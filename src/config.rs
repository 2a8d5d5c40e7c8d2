use anyhow::{Context, Result};
use serde::{Deserialize, Serialize};
use std::fs;
use std::path::PathBuf;

use crate::categorize::InterfaceOrder;

#[derive(Debug, Serialize, Deserialize, Default, PartialEq)]
pub struct Config {
    /// Default interface ordering when no `--order` is given.
    #[serde(default)]
    pub order: InterfaceOrder,
    /// Template glob used by `render` when `--templates` is omitted.
    #[serde(default, skip_serializing_if = "Option::is_none")]
    pub template_glob: Option<String>,
}

impl Config {
    /// Reads the config file, or returns defaults when it does not exist.
    pub fn load() -> Result<Self> {
        let path = config_path()?;
        if !path.exists() {
            return Ok(Config::default());
        }

        let content = fs::read_to_string(&path)
            .with_context(|| format!("Failed to read config file: {}", path.display()))?;

        Self::from_toml(&content)
            .with_context(|| format!("Failed to parse config file: {}", path.display()))
    }

    /// Parses config text without touching the filesystem.
    pub fn from_toml(content: &str) -> Result<Self> {
        Ok(toml::from_str(content)?)
    }

    /// Writes the config file, creating its directory if needed.
    pub fn save(&self) -> Result<()> {
        let path = config_path()?;

        if let Some(parent) = path.parent() {
            fs::create_dir_all(parent)
                .with_context(|| format!("Failed to create config directory: {}", parent.display()))?;
        }

        let content = toml::to_string_pretty(self)
            .context("Failed to serialize config")?;

        fs::write(&path, content)
            .with_context(|| format!("Failed to write config file: {}", path.display()))?;

        Ok(())
    }
}

/// `<config dir>/uci-wireless/config.toml`
pub fn config_path() -> Result<PathBuf> {
    let config_dir = dirs::config_dir()
        .context("Could not determine config directory")?;
    Ok(config_dir.join("uci-wireless").join("config.toml"))
}
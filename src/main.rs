use anyhow::{bail, Context, Result};
use clap::{Parser, Subcommand};
use serde_json::Value;
use std::fs;
use std::io::{self, Read};
use std::path::{Path, PathBuf};
use tracing::info;
use tracing_subscriber::EnvFilter;

use uci_wireless::{
    categorize_value,
    config::{self, Config},
    filter, InterfaceOrder,
};

#[derive(Parser)]
#[command(name = "uci-wireless")]
#[command(about = "Group OpenWrt wireless interfaces by radio mode")]
#[command(version)]
struct Cli {
    #[command(subcommand)]
    command: Commands,
}

#[derive(Subcommand)]
enum Commands {
    /// Print interfaces grouped by hwmode as JSON
    Categorize {
        /// UCI wireless JSON dump (stdin when omitted or "-")
        #[arg(short, long)]
        input: Option<PathBuf>,

        /// Interface ordering (defaults to the saved setting)
        #[arg(short, long, value_enum)]
        order: Option<InterfaceOrder>,

        /// Print JSON on a single line
        #[arg(long)]
        compact: bool,
    },

    /// Render a template that uses the categorize_wireless filter
    Render {
        /// Template name to render
        #[arg(short, long)]
        name: String,

        /// Template glob (defaults to template_glob from the config file)
        #[arg(short, long)]
        templates: Option<String>,

        /// UCI wireless JSON dump (stdin when omitted or "-")
        #[arg(short, long)]
        input: Option<PathBuf>,

        /// Write output here instead of stdout
        #[arg(short = 'O', long)]
        output: Option<PathBuf>,

        /// Interface ordering (defaults to the saved setting)
        #[arg(short, long, value_enum)]
        order: Option<InterfaceOrder>,
    },

    /// Print a per-mode summary of interfaces
    Summary {
        /// UCI wireless JSON dump (stdin when omitted or "-")
        #[arg(short, long)]
        input: Option<PathBuf>,

        /// Interface ordering (defaults to the saved setting)
        #[arg(short, long, value_enum)]
        order: Option<InterfaceOrder>,
    },

    /// Show saved configuration
    ShowConfig,

    /// Save the default interface ordering
    SetOrder {
        #[arg(value_enum)]
        order: InterfaceOrder,
    },
}

fn main() -> Result<()> {
    init_logging();
    let cli = Cli::parse();

    match cli.command {
        Commands::Categorize {
            input,
            order,
            compact,
        } => cmd_categorize(input.as_deref(), order, compact),
        Commands::Render {
            name,
            templates,
            input,
            output,
            order,
        } => cmd_render(
            &name,
            templates.as_deref(),
            input.as_deref(),
            output.as_deref(),
            order,
        ),
        Commands::Summary { input, order } => cmd_summary(input.as_deref(), order),
        Commands::ShowConfig => cmd_show_config(),
        Commands::SetOrder { order } => cmd_set_order(order),
    }
}

/// Logs go to stderr so JSON on stdout stays clean. `RUST_LOG` overrides the level.
fn init_logging() {
    tracing_subscriber::fmt()
        .with_env_filter(
            EnvFilter::try_from_default_env().unwrap_or_else(|_| EnvFilter::new("warn")),
        )
        .with_writer(io::stderr)
        .with_target(false)
        .init();
}

fn read_input(path: Option<&Path>) -> Result<Value> {
    let content = match path {
        Some(p) if p != Path::new("-") => fs::read_to_string(p)
            .with_context(|| format!("Failed to read input file: {}", p.display()))?,
        _ => {
            let mut buf = String::new();
            io::stdin()
                .read_to_string(&mut buf)
                .context("Failed to read input from stdin")?;
            buf
        }
    };

    serde_json::from_str(&content).context("Input is not valid JSON")
}

fn resolve_order(order: Option<InterfaceOrder>, cfg: &Config) -> InterfaceOrder {
    order.unwrap_or(cfg.order)
}

fn cmd_categorize(input: Option<&Path>, order: Option<InterfaceOrder>, compact: bool) -> Result<()> {
    let cfg = Config::load().unwrap_or_default();
    let order = resolve_order(order, &cfg);
    let wireless = read_input(input)?;

    let groups = categorize_value(&wireless, order)
        .context("categorize_wireless plugin error")?;
    info!(interfaces = groups.all().len(), %order, "categorized");

    let value = groups.into_value()?;
    let text = if compact {
        serde_json::to_string(&value)?
    } else {
        serde_json::to_string_pretty(&value)?
    };
    println!("{}", text);

    Ok(())
}

fn cmd_render(
    name: &str,
    templates: Option<&str>,
    input: Option<&Path>,
    output: Option<&Path>,
    order: Option<InterfaceOrder>,
) -> Result<()> {
    let cfg = Config::load().unwrap_or_default();
    let order = resolve_order(order, &cfg);

    let glob = match templates.or(cfg.template_glob.as_deref()) {
        Some(g) => g.to_string(),
        None => bail!("No template glob given and none saved in config"),
    };

    let tera = filter::load_templates(&glob)?;
    let wireless = read_input(input)?;
    let rendered = filter::render(&tera, name, &wireless, order)?;

    match output {
        Some(path) => {
            fs::write(path, rendered)
                .with_context(|| format!("Failed to write output file: {}", path.display()))?;
            println!("Rendered {} to {}", name, path.display());
        }
        None => print!("{}", rendered),
    }

    Ok(())
}

fn cmd_summary(input: Option<&Path>, order: Option<InterfaceOrder>) -> Result<()> {
    let cfg = Config::load().unwrap_or_default();
    let order = resolve_order(order, &cfg);
    let wireless = read_input(input)?;

    print!("{}", filter::render_summary(&wireless, order)?);

    Ok(())
}

fn cmd_show_config() -> Result<()> {
    let path = config::config_path()?;
    println!("Config file: {}", path.display());
    println!();

    let cfg = Config::load()?;
    println!("{:<16} {}", "order", cfg.order);
    println!(
        "{:<16} {}",
        "template_glob",
        cfg.template_glob.as_deref().unwrap_or("-")
    );

    Ok(())
}

fn cmd_set_order(order: InterfaceOrder) -> Result<()> {
    let mut cfg = Config::load().unwrap_or_default();
    cfg.order = order;
    cfg.save()?;

    let path = config::config_path()?;
    println!("Saved order '{}' to {}", order, path.display());

    Ok(())
}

**Task details:** From the first line to the last, return the listing exactly.

**Solution for this problem:**
filename src/config.rs
repository 2a8d5d5c40e7c8d2
use anyhow::{Context, Result};
use serde::{Deserialize, Serialize};
use std::fs;
use std::path::PathBuf;

use crate::categorize::InterfaceOrder;

#[derive(Debug, Serialize, Deserialize, Default, PartialEq)]
pub struct Config {
    /// Default interface ordering when no `--order` is given.
    #[serde(default)]
    pub order: InterfaceOrder,
    /// Template glob used by `render` when `--templates` is omitted.
    #[serde(default, skip_serializing_if = "Option::is_none")]
    pub template_glob: Option<String>,
}

impl Config {
    /// Reads the config file, or returns defaults when it does not exist.
    pub fn load() -> Result<Self> {
        let path = config_path()?;
        if !path.exists() {
            return Ok(Config::default());
        }

        let content = fs::read_to_string(&path)
            .with_context(|| format!("Failed to read config file: {}", path.display()))?;

        Self::from_toml(&content)
            .with_context(|| format!("Failed to parse config file: {}", path.display()))
    }

    /// Parses config text without touching the filesystem.
    pub fn from_toml(content: &str) -> Result<Self> {
        Ok(toml::from_str(content)?)
    }

    /// Writes the config file, creating its directory if needed.
    pub fn save(&self) -> Result<()> {
        let path = config_path()?;

        if let Some(parent) = path.parent() {
            fs::create_dir_all(parent)
                .with_context(|| format!("Failed to create config directory: {}", parent.display()))?;
        }

        let content = toml::to_string_pretty(self)
            .context("Failed to serialize config")?;

        fs::write(&path, content)
            .with_context(|| format!("Failed to write config file: {}", path.display()))?;

        Ok(())
    }
}

/// `<config dir>/uci-wireless/config.toml`
pub fn config_path() -> Result<PathBuf> {
    let config_dir = dirs::config_dir()
        .context("Could not determine config directory")?;
    Ok(config_dir.join("uci-wireless").join("config.toml"))
}
filename src/main.rs
use anyhow::{bail, Context, Result};
use clap::{Parser, Subcommand};
use serde_json::Value;
use std::fs;
use std::io::{self, Read};
use std::path::{Path, PathBuf};
use tracing::info;
use tracing_subscriber::EnvFilter;

use uci_wireless::{
    categorize_value,
    config::{self, Config},
    filter, InterfaceOrder,
};

#[derive(Parser)]
#[command(name = "uci-wireless")]
#[command(about = "Group OpenWrt wireless interfaces by radio mode")]
#[command(version)]
struct Cli {
    #[command(subcommand)]
    command: Commands,
}

#[derive(Subcommand)]
enum Commands {
    /// Print interfaces grouped by hwmode as JSON
    Categorize {
        /// UCI wireless JSON dump (stdin when omitted or "-")
        #[arg(short, long)]
        input: Option<PathBuf>,

        /// Interface ordering (defaults to the saved setting)
        #[arg(short, long, value_enum)]
        order: Option<InterfaceOrder>,

        /// Print JSON on a single line
        #[arg(long)]
        compact: bool,
    },

    /// Render a template that uses the categorize_wireless filter
    Render {
        /// Template name to render
        #[arg(short, long)]
        name: String,

        /// Template glob (defaults to template_glob from the config file)
        #[arg(short, long)]
        templates: Option<String>,

        /// UCI wireless JSON dump (stdin when omitted or "-")
        #[arg(short, long)]
        input: Option<PathBuf>,

        /// Write output here instead of stdout
        #[arg(short = 'O', long)]
        output: Option<PathBuf>,

        /// Interface ordering (defaults to the saved setting)
        #[arg(short, long, value_enum)]
        order: Option<InterfaceOrder>,
    },

    /// Print a per-mode summary of interfaces
    Summary {
        /// UCI wireless JSON dump (stdin when omitted or "-")
        #[arg(short, long)]
        input: Option<PathBuf>,

        /// Interface ordering (defaults to the saved setting)
        #[arg(short, long, value_enum)]
        order: Option<InterfaceOrder>,
    },

    /// Show saved configuration
    ShowConfig,

    /// Save the default interface ordering
    SetOrder {
        #[arg(value_enum)]
        order: InterfaceOrder,
    },
}

fn main() -> Result<()> {
    init_logging();
    let cli = Cli::parse();

    match cli.command {
        Commands::Categorize {
            input,
            order,
            compact,
        } => cmd_categorize(input.as_deref(), order, compact),
        Commands::Render {
            name,
            templates,
            input,
            output,
            order,
        } => cmd_render(
            &name,
            templates.as_deref(),
            input.as_deref(),
            output.as_deref(),
            order,
        ),
        Commands::Summary { input, order } => cmd_summary(input.as_deref(), order),
        Commands::ShowConfig => cmd_show_config(),
        Commands::SetOrder { order } => cmd_set_order(order),
    }
}

/// Logs go to stderr so JSON on stdout stays clean. `RUST_LOG` overrides the level.
fn init_logging() {
    tracing_subscriber::fmt()
        .with_env_filter(
            EnvFilter::try_from_default_env().unwrap_or_else(|_| EnvFilter::new("warn")),
        )
        .with_writer(io::stderr)
        .with_target(false)
        .init();
}

fn read_input(path: Option<&Path>) -> Result<Value> {
    let content = match path {
        Some(p) if p != Path::new("-") => fs::read_to_string(p)
            .with_context(|| format!("Failed to read input file: {}", p.display()))?,
        _ => {
            let mut buf = String::new();
            io::stdin()
                .read_to_string(&mut buf)
                .context("Failed to read input from stdin")?;
            buf
        }
    };

    serde_json::from_str(&content).context("Input is not valid JSON")
}

fn resolve_order(order: Option<InterfaceOrder>, cfg: &Config) -> InterfaceOrder {
    order.unwrap_or(cfg.order)
}

fn cmd_categorize(input: Option<&Path>, order: Option<InterfaceOrder>, compact: bool) -> Result<()> {
    let cfg = Config::load().unwrap_or_default();
    let order = resolve_order(order, &cfg);
    let wireless = read_input(input)?;

    let groups = categorize_value(&wireless, order)
        .context("categorize_wireless plugin error")?;
    info!(interfaces = groups.all().len(), %order, "categorized");

    let value = groups.into_value()?;
    let text = if compact {
        serde_json::to_string(&value)?
    } else {
        serde_json::to_string_pretty(&value)?
    };
    println!("{}", text);

    Ok(())
}

fn cmd_render(
    name: &str,
    templates: Option<&str>,
    input: Option<&Path>,
    output: Option<&Path>,
    order: Option<InterfaceOrder>,
) -> Result<()> {
    let cfg = Config::load().unwrap_or_default();
    let order = resolve_order(order, &cfg);

    let glob = match templates.or(cfg.template_glob.as_deref()) {
        Some(g) => g.to_string(),
        None => bail!("No template glob given and none saved in config"),
    };

    let tera = filter::load_templates(&glob)?;
    let wireless = read_input(input)?;
    let rendered = filter::render(&tera, name, &wireless, order)?;

    match output {
        Some(path) => {
            fs::write(path, rendered)
                .with_context(|| format!("Failed to write output file: {}", path.display()))?;
            println!("Rendered {} to {}", name, path.display());
        }
        None => print!("{}", rendered),
    }

    Ok(())
}

fn cmd_summary(input: Option<&Path>, order: Option<InterfaceOrder>) -> Result<()> {
    let cfg = Config::load().unwrap_or_default();
    let order = resolve_order(order, &cfg);
    let wireless = read_input(input)?;

    print!("{}", filter::render_summary(&wireless, order)?);

    Ok(())
}

fn cmd_show_config() -> Result<()> {
    let path = config::config_path()?;
    println!("Config file: {}", path.display());
    println!();

    let cfg = Config::load()?;
    println!("{:<16} {}", "order", cfg.order);
    println!(
        "{:<16} {}",
        "template_glob",
        cfg.template_glob.as_deref().unwrap_or("-")
    );

    Ok(())
}

fn cmd_set_order(order: InterfaceOrder) -> Result<()> {
    let mut cfg = Config::load().unwrap_or_default();
    cfg.order = order;
    cfg.save()?;

    let path = config::config_path()?;
    println!("Saved order '{}' to {}", order, path.display());

    Ok(())
}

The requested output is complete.